Magisk has been giving rooted phones an isolated safe environment to run smoothly and install third-party applications without any issues. That has been possible because Magisk is able to create a ‘safe environment’ for bypassing the SafetyNet detection protocol to make a legitimate SafetyNet result that permits rooting of phones and implementing custom ROMs without creating an issue. Going around the SafetyNet Attestation API that’s called by apps to check if the software environment is safe, means Android users can explore the open OS environment.

That status quo has changed as Google’s openness for verifying the boot image integrity using hardware attestation has been full-proofed for some devices. This is expected to be the norm in coming months as Google has confirmed that SafetyNet Attestation API responses from some devices now have hardware-backed security. Now, the Google Play Services, which apps use for security checks, is now employing stringent attestation to detect any rooting attempts.

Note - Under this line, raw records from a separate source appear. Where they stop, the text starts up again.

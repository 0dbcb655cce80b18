//! StreamItem: menu entry + visibility state for one followed channel.
//!
//! Two states, `Hidden` and `Visible`, created `Visible`.  `show()` and
//! `hide()` are idempotent and serialised on the item's own lock, so the
//! reconciler's parallel visibility pass and a late `refresh()` never race.
//! Only `Hidden -> Visible` notifies.

use std::sync::Arc;

use clip_proto::protocol::{display_name_or_id, menu_title, ChannelId, LiveStream, StreamEntry};
use tokio::sync::{mpsc, Mutex};
use tracing::{debug, error, warn};

use crate::capability::{MenuItem, Notifier};

#[derive(Debug, Clone, Copy, PartialEq, Eq)]
pub enum Visibility {
    Hidden,
    Visible,
}

impl Visibility {
    pub fn from_live(live: bool) -> Self {
        if live {
            Visibility::Visible
        } else {
            Visibility::Hidden
        }
    }

    /// The transition needed to reach `target`, or `None` when already there.
    pub fn transition_to(self, target: Visibility) -> Option<Transition> {
        match (self, target) {
            (Visibility::Hidden, Visibility::Visible) => Some(Transition::Reveal),
            (Visibility::Visible, Visibility::Hidden) => Some(Transition::Conceal),
            _ => None,
        }
    }
}

#[derive(Debug, Clone, Copy, PartialEq, Eq)]
pub enum Transition {
    Reveal,
    Conceal,
}

#[derive(Debug)]
struct ItemState {
    visibility: Visibility,
    display_name: String,
    category: String,
}

pub struct StreamItem {
    id: ChannelId,
    menu_item: Arc<dyn MenuItem>,
    notifier: Arc<dyn Notifier>,
    state: Mutex<ItemState>,
}

impl StreamItem {
    /// Wrap a freshly added menu entry.  The entry is assumed to be shown
    /// already, which is how menus add items.
    pub fn new(stream: &LiveStream, menu_item: Arc<dyn MenuItem>, notifier: Arc<dyn Notifier>) -> Self {
        Self {
            id: stream.id.clone(),
            menu_item,
            notifier,
            state: Mutex::new(ItemState {
                visibility: Visibility::Visible,
                display_name: stream.display_name.clone(),
                category: stream.category.clone(),
            }),
        }
    }

    pub fn id(&self) -> &ChannelId {
        &self.id
    }

    pub fn menu_item(&self) -> &Arc<dyn MenuItem> {
        &self.menu_item
    }

    pub async fn visibility(&self) -> Visibility {
        self.state.lock().await.visibility
    }

    pub async fn is_visible(&self) -> bool {
        self.visibility().await == Visibility::Visible
    }

    /// Display name with the identity fallback applied.
    pub async fn display_name(&self) -> String {
        let state = self.state.lock().await;
        display_name_or_id(&state.display_name, &self.id).to_string()
    }

    pub async fn entry(&self) -> StreamEntry {
        let state = self.state.lock().await;
        StreamEntry {
            id: self.id.clone(),
            display_name: display_name_or_id(&state.display_name, &self.id).to_string(),
            category: state.category.clone(),
            visible: state.visibility == Visibility::Visible,
        }
    }

    /// Notify that this channel went live.  Used once at creation; later
    /// announcements come from `show()`.
    pub async fn announce(&self) {
        let state = self.state.lock().await;
        self.notify_locked(&state).await;
    }

    /// Hidden -> Visible.  Returns true if the state changed.
    pub async fn show(&self) -> bool {
        self.set_visibility(Visibility::Visible).await
    }

    /// Visible -> Hidden.  Returns true if the state changed.
    pub async fn hide(&self) -> bool {
        self.set_visibility(Visibility::Hidden).await
    }

    pub async fn set_visible(&self, visible: bool) -> bool {
        self.set_visibility(Visibility::from_live(visible)).await
    }

    async fn set_visibility(&self, target: Visibility) -> bool {
        let mut state = self.state.lock().await;
        let Some(transition) = state.visibility.transition_to(target) else {
            return false;
        };

        match transition {
            Transition::Reveal => {
                debug!(channel = %self.id, "showing item");
                self.menu_item.show();
                state.visibility = Visibility::Visible;
                self.notify_locked(&state).await;
            }
            Transition::Conceal => {
                debug!(channel = %self.id, "hiding item");
                self.menu_item.hide();
                state.visibility = Visibility::Hidden;
            }
        }
        true
    }

    /// Overwrite display text from a newer snapshot, whatever the state.
    pub async fn refresh(&self, stream: &LiveStream) {
        let mut state = self.state.lock().await;
        state.display_name = stream.display_name.clone();
        state.category = stream.category.clone();

        let name = display_name_or_id(&state.display_name, &self.id);
        self.menu_item.set_title(&menu_title(name, &state.category));
        self.menu_item.set_tooltip(&stream.title);
    }

    /// Synthesize a click on this entry's click stream.  Returns false if a
    /// click is already pending or the dispatcher is gone.
    pub fn click(&self) -> bool {
        match self.menu_item.click_sender().try_send(()) {
            Ok(()) => true,
            Err(mpsc::error::TrySendError::Full(())) => {
                debug!(channel = %self.id, "click ignored: previous click still pending");
                false
            }
            Err(mpsc::error::TrySendError::Closed(())) => {
                warn!(channel = %self.id, "click ignored: dispatcher has exited");
                false
            }
        }
    }

    async fn notify_locked(&self, state: &ItemState) {
        let name = display_name_or_id(&state.display_name, &self.id);
        if let Err(e) = self.notifier.notify(name, &state.category, &self.id).await {
            error!("fail to notify for [{}]: {}", self.id, e);
        }
    }
}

This is fine with banking applications and other apps that use sensitive user information, to prevent the chances of any hacking attempts via rooted devices. On the flipside some other apps like McDonald’s that are absolutely fine running on rooted devices are also not being able to run on such devices. This was discovered by XDA Developers members and one pro user topjohnwu calls out exclaiming, “app that overuse the API are creating a hostile environment for power users.”

What this means for power users is the highly restrictive OS environment as far as rooting a device goes. The core idea of Android to keep the software flexible towards changes is in question with this SafetyNet Attestation API process which will force users to think twice before making any changes. After all, it will become almost impossible to hide the phone’s root status from apps that require Google Play Services API checks.